There are two meat-pie shops in a city. One has two locations, while the other is a mega meat pie chain with 100 locations. Assuming they both have the same profit margin say 20% on cost of sales, which meat-pie chain will make more in terms of revenues?
Simple, the 100-location chain will have a higher sales volume and revenues because that chain can sell more pies. However, in terms of which restaurant is growing faster? Well, the answer is the smaller chain. How? The smaller restaurant is able to add say two more shops and grow by 100%, the larger chain can add 20 new location and just grow by 20%. A smaller base can grow faster than a larger base; its math.

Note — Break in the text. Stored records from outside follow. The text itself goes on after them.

//! Unit catalog: the fixed category → unit list mapping shown to users
//!
//! Category order and unit order are part of the contract; pickers list
//! them exactly as they appear here.

use serde::Serialize;

/// A category of mutually related units
#[derive(Debug, Clone, Copy, PartialEq, Eq, Serialize)]
pub struct UnitCategory {
    /// Plain name, e.g. "Length"
    pub name: &'static str,
    /// Decorative prefix shown before the name
    pub icon: &'static str,
    /// Unit identifiers in display order
    pub units: &'static [&'static str],
}

impl UnitCategory {
    /// Name with its decorative prefix, e.g. "📏 Length"
    pub fn label(&self) -> String {
        format!("{} {}", self.icon, self.name)
    }

    pub fn contains(&self, unit: &str) -> bool {
        self.units.contains(&unit)
    }

    /// Case-insensitive substring match against the label or any unit id.
    /// `query` must already be lower-cased.
    fn matches(&self, query: &str) -> bool {
        self.label().to_lowercase().contains(query)
            || self.units.iter().any(|u| u.to_lowercase().contains(query))
    }
}

pub static CATALOG: [UnitCategory; 17] = [
    UnitCategory {
        name: "Length",
        icon: "📏",
        units: &["meters", "kilometers", "miles", "feet", "inches", "centimeters", "yards", "nautical_miles"],
    },
    UnitCategory {
        name: "Weight",
        icon: "⚖️",
        units: &["kilograms", "grams", "pounds", "ounces", "tons", "milligrams"],
    },
    UnitCategory {
        name: "Temperature",
        icon: "🌡️",
        units: &["celsius", "fahrenheit", "kelvin", "rankine"],
    },
    UnitCategory {
        name: "Time",
        icon: "⏰",
        units: &["seconds", "minutes", "hours", "days", "weeks", "months", "years"],
    },
    UnitCategory {
        name: "Volume",
        icon: "🧊",
        units: &["liters", "milliliters", "gallons", "cubic_meters", "cups", "tablespoons", "teaspoons"],
    },
    UnitCategory {
        name: "Speed",
        icon: "🚀",
        units: &["meters_per_second", "kilometers_per_hour", "miles_per_hour", "knots"],
    },
    UnitCategory {
        name: "Data",
        icon: "💾",
        units: &["bytes", "kilobytes", "megabytes", "gigabytes", "terabytes", "petabytes"],
    },
    UnitCategory {
        name: "Frequency",
        icon: "📡",
        units: &["hertz", "kilohertz", "megahertz", "gigahertz", "terahertz"],
    },
    UnitCategory {
        name: "Energy",
        icon: "🔋",
        units: &["joules", "kilojoules", "calories", "kilocalories", "watt_hours", "electron_volts"],
    },
    UnitCategory {
        name: "Power",
        icon: "⚡",
        units: &["watts", "kilowatts", "megawatts", "horsepower", "btu_per_hour"],
    },
    UnitCategory {
        name: "Area",
        icon: "📐",
        units: &["square_meters", "square_kilometers", "acres", "hectares", "square_feet", "square_yards", "square_miles"],
    },
    UnitCategory {
        name: "Pressure",
        icon: "🔩",
        units: &["pascals", "bar", "atmospheres", "psi", "torr", "millibars"],
    },
    UnitCategory {
        name: "Electrical",
        icon: "🎛️",
        units: &["volts", "amperes", "ohms", "farads", "henries", "siemens"],
    },
    UnitCategory {
        name: "Torque",
        icon: "🌀",
        units: &["newton_meters", "pound_feet", "kilogram_force_meters"],
    },
    UnitCategory {
        name: "Density",
        icon: "📉",
        units: &["kilograms_per_cubic_meter", "grams_per_cubic_centimeter", "pounds_per_cubic_foot"],
    },
    UnitCategory {
        name: "Airflow",
        icon: "💨",
        units: &["cubic_meters_per_second", "cubic_feet_per_minute", "liters_per_minute"],
    },
    UnitCategory {
        name: "Currency",
        icon: "💰",
        units: &["USD", "EUR", "GBP", "JPY", "AUD", "CAD", "CHF", "CNY"],
    },
];

/// All categories in display order
pub fn categories() -> &'static [UnitCategory] {
    &CATALOG
}

/// Find a category by plain name or full label, ignoring case
pub fn category(name: &str) -> Option<&'static UnitCategory> {
    let needle = name.trim();
    CATALOG.iter().find(|c| {
        c.name.eq_ignore_ascii_case(needle) || c.label().eq_ignore_ascii_case(needle)
    })
}

/// The category listing `unit`, if any
pub fn category_of(unit: &str) -> Option<&'static UnitCategory> {
    CATALOG.iter().find(|c| c.contains(unit))
}

/// Categories whose label or any unit id contains `query`, ignoring case.
///
/// An empty query matches everything; no match is an empty list, not an error.
pub fn search(query: &str) -> Vec<&'static UnitCategory> {
    let query = query.trim().to_lowercase();
    CATALOG.iter().filter(|c| c.matches(&query)).collect()
}

/// Display form of a unit id: underscores become spaces, words are
/// capitalized. All-caps codes such as "USD" are left alone.
pub fn format_unit(unit: &str) -> String {
    unit.split('_')
        .filter(|w| !w.is_empty())
        .map(|word| {
            if word.chars().all(|c| !c.is_lowercase()) {
                return word.to_string();
            }
            let mut chars = word.chars();
            match chars.next() {
                Some(first) => first.to_uppercase().chain(chars.flat_map(char::to_lowercase)).collect(),
                None => String::new(),
            }
        })
        .collect::<Vec<_>>()
        .join(" ")
}

#[cfg(test)]
mod tests {
    use super::*;
    use crate::UNITS;

    #[test]
    fn test_catalog_shape() {
        assert_eq!(categories().len(), 17);
        assert_eq!(categories()[0].name, "Length");
        assert_eq!(categories()[16].name, "Currency");
        assert_eq!(categories()[2].units, &["celsius", "fahrenheit", "kelvin", "rankine"]);
    }

    #[test]
    fn test_every_catalog_unit_is_registered() {
        for cat in categories() {
            for unit in cat.units {
                let registered = UNITS.get(unit)
                    .unwrap_or_else(|| panic!("{} is missing from the registry", unit));
                assert_eq!(registered.id, *unit);
                assert_eq!(registered.category, cat.name);
            }
        }
    }

    #[test]
    fn test_units_share_a_dimension_except_electrical() {
        for cat in categories().iter().filter(|c| c.name != "Electrical") {
            let first = UNITS.get(cat.units[0]).unwrap();
            for unit in cat.units {
                assert!(UNITS.get(unit).unwrap().is_compatible(first), "{} in {}", unit, cat.name);
            }
        }
    }

    #[test]
    fn test_label() {
        assert_eq!(categories()[0].label(), "📏 Length");
    }

    #[test]
    fn test_category_lookup() {
        assert_eq!(category("length").unwrap().name, "Length");
        assert_eq!(category("🌡️ Temperature").unwrap().name, "Temperature");
        assert!(category("Luminosity").is_none());

        assert_eq!(category_of("knots").unwrap().name, "Speed");
        assert!(category_of("parsecs").is_none());
    }

    #[test]
    fn test_search_by_category_name() {
        let found = search("TEMP");
        assert_eq!(found.len(), 1);
        assert_eq!(found[0].name, "Temperature");
    }

    #[test]
    fn test_search_by_unit() {
        let names: Vec<&str> = search("meter").iter().map(|c| c.name).collect();
        // kilometers, meters_per_second, square_meters, cubic_meters, ...
        assert!(names.contains(&"Length"));
        assert!(names.contains(&"Speed"));
        assert!(names.contains(&"Area"));
        assert!(names.contains(&"Volume"));
        assert!(!names.contains(&"Weight"));
    }

    #[test]
    fn test_search_empty_and_missing() {
        assert_eq!(search("").len(), 17);
        assert!(search("zzz-no-such-unit").is_empty());
        assert_eq!(search("usd")[0].name, "Currency");
    }

    #[test]
    fn test_format_unit() {
        assert_eq!(format_unit("nautical_miles"), "Nautical Miles");
        assert_eq!(format_unit("meters_per_second"), "Meters Per Second");
        assert_eq!(format_unit("bar"), "Bar");
        assert_eq!(format_unit("USD"), "USD");
    }
}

This is the same for stocks. All things being equal, a company with a lower share price is able to see an appreciation in her share price faster than another company with a higher-priced stock. Look at it this way, a share price movement from N1 to N2 represents a 100% gain in market price, but a stock priced at N200 per share will need the share price to move to N400 for a similar gain of 100%.
A small capitalized stock will have a faster growth rate than a high capitalization stock because the lower-priced share can double faster than shares of higher-priced high cap stock. This is the lure of smaller capitalized stock; they can post price increases faster than large-cap stocks.
Small capitalized stocks (small cap), according to the Nigerian Stock Exchange, are listed companies with a market cap below $150 million. Capitalization is simply the total number of shares issued by the company multiplied by the share price of the stock. As at June 2020, small capitalized stock had a cumulative market value of N971 billion ($2.51bn). Small caps as a sector also outperformed the total NSE ASI index – the small caps returned a negative -6.61% as compared with negative -18.31 returned by the broad NSE index of all listed stock.
Small caps stock is sometimes termed as growth stock because they still have tremendous opportunities for growth. In our earlier example, the meat pie company with just two outlets can grow to add hundreds of new outlets, thus boosting earning and subsequently the share price. This means when the investor is considering small-cap stock, he is looking for a high growth stock, in this case with a slightly higher P.E. ratio but trading at a price below future earnings. Small-cap investing is trading on price movement, not dividend per say, its trading not on market share but price movements, It’s a momentum play. Whilst earning is important in setting a future direction for the share process, the investors is focused on price arbitrage to take advantage of mispricing. This makes trading in small caps very risky and capital can be lost.
How does investor trade on small cap?
Since the driver is momentum trading driven by daily prices, a key metric to screen with is price movements of 15% band from 52-week price high of small caps (N60b in market caps) with an average 90-day trading volume of 2m shares with a Price Earning ration below 15 and Earning yield above 15%
From my screen, I get these candidates:
- Berger Paints
- Fidelity Bank
- Fidson Drugs
- First City
- May and baker
- United Capital
- Vita form
Again, you can construct your own screen. What is key is to seek out a stock with a market cap below N60 billion, that is constantly trading but selling today at a price below its 52-week high. This pricing can simply be the result of COVID-19 induced slow down. Then buy that stock at a price that is “cheap” hence the lower P.E. Ratio, most importantly, you want to build in some risk management by buying high historical dividend yield stock to ensure if you have to hold, you receive a divided yield higher that the risk-free rate.
Stock trading is risky and you can lose your capital, the stocks listed above are illustrative and do not constitute buy or sell advise.